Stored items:

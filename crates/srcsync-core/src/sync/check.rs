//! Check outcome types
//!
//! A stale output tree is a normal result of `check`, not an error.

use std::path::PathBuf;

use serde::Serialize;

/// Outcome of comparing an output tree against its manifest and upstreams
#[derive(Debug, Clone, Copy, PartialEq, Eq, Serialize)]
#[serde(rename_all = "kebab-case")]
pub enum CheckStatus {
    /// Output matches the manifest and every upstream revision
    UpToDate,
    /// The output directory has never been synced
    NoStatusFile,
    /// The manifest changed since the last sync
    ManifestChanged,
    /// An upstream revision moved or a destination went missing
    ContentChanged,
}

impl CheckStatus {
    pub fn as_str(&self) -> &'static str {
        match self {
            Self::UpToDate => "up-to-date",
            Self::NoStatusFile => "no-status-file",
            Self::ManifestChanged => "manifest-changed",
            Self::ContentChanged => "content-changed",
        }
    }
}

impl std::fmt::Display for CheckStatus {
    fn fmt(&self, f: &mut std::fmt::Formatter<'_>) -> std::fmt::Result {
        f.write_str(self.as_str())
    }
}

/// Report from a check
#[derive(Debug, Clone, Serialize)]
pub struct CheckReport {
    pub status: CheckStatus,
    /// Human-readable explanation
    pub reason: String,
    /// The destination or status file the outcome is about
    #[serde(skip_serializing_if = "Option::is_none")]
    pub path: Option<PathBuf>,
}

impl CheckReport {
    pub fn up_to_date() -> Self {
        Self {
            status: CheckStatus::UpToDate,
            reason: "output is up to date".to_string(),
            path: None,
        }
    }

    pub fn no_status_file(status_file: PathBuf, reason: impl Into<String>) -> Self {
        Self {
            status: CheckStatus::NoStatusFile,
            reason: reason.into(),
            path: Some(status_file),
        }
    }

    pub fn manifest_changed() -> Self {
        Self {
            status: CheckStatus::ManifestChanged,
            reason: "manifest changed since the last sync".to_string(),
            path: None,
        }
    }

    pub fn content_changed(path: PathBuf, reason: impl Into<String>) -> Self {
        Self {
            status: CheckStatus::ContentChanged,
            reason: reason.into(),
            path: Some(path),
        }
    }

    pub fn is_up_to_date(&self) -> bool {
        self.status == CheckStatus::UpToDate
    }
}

...

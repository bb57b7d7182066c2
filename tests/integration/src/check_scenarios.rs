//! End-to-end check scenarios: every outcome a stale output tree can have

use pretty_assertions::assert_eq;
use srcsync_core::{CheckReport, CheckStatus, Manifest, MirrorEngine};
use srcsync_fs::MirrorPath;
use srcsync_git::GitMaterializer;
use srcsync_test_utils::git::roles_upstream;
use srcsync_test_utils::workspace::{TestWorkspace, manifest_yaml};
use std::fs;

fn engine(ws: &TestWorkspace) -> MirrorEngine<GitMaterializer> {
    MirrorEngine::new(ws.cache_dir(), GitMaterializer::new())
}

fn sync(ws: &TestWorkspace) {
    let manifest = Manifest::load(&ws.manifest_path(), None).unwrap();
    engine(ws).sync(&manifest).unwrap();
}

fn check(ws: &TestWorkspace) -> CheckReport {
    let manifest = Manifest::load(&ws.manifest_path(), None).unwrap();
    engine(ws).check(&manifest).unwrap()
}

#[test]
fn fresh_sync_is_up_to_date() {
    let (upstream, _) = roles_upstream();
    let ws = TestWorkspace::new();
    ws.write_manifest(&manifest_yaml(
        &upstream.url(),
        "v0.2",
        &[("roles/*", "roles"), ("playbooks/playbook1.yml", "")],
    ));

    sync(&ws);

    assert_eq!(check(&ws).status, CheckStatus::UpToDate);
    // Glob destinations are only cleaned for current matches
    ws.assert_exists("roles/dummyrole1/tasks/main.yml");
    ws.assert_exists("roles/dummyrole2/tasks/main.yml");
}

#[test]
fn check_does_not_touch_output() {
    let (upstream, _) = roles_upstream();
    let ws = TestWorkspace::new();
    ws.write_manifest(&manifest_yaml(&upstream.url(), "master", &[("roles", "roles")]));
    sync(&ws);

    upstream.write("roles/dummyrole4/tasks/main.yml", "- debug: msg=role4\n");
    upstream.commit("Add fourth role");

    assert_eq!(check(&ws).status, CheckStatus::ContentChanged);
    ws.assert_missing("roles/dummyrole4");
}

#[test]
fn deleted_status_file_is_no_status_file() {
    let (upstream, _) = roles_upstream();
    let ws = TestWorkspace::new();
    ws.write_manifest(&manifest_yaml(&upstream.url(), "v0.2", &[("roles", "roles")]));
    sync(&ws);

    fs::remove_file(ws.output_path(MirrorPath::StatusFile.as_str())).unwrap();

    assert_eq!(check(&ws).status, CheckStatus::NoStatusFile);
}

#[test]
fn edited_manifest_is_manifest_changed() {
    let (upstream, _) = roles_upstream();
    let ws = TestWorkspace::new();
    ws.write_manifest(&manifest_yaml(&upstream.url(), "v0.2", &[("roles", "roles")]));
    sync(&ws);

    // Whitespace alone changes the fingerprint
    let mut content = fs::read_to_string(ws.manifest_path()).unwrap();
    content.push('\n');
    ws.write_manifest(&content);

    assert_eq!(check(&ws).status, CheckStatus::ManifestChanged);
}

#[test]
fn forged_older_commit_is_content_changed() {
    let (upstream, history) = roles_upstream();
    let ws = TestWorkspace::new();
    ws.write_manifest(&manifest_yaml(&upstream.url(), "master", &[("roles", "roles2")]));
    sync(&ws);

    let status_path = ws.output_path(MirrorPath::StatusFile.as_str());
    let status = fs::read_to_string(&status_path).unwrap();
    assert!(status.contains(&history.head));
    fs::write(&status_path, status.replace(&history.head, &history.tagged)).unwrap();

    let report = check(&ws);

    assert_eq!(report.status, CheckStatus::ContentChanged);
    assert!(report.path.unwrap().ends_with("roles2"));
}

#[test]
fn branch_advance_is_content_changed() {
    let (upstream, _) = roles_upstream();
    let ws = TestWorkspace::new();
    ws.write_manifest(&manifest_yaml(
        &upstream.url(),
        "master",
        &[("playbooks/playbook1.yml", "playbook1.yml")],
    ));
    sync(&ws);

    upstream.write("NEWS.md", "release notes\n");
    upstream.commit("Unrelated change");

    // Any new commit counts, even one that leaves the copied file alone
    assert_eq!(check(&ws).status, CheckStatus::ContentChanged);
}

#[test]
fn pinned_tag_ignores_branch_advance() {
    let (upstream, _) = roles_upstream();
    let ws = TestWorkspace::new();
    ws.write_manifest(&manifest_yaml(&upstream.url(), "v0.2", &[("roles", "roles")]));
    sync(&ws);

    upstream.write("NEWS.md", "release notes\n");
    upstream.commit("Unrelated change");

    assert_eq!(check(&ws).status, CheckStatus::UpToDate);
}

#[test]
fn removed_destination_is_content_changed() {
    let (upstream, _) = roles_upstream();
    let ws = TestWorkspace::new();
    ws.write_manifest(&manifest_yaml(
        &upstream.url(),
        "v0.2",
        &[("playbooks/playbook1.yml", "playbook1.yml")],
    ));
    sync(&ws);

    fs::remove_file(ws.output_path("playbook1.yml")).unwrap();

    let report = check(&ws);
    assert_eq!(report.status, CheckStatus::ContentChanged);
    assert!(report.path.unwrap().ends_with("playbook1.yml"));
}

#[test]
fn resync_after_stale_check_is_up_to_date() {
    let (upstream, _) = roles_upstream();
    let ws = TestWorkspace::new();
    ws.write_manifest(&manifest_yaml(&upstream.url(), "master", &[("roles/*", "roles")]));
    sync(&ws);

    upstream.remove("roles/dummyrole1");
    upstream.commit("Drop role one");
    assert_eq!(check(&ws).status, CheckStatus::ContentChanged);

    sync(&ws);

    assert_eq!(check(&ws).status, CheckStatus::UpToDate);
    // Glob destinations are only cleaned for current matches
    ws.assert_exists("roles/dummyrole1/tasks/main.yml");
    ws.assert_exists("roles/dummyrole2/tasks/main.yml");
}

> [Brief] When a line contains the string "PathBuf", copy it from the records.

> [Response below]
use std::path::PathBuf;
    pub path: Option<PathBuf>,
    pub fn no_status_file(status_file: PathBuf, reason: impl Into<String>) -> Self {
    pub fn content_changed(path: PathBuf, reason: impl Into<String>) -> Self {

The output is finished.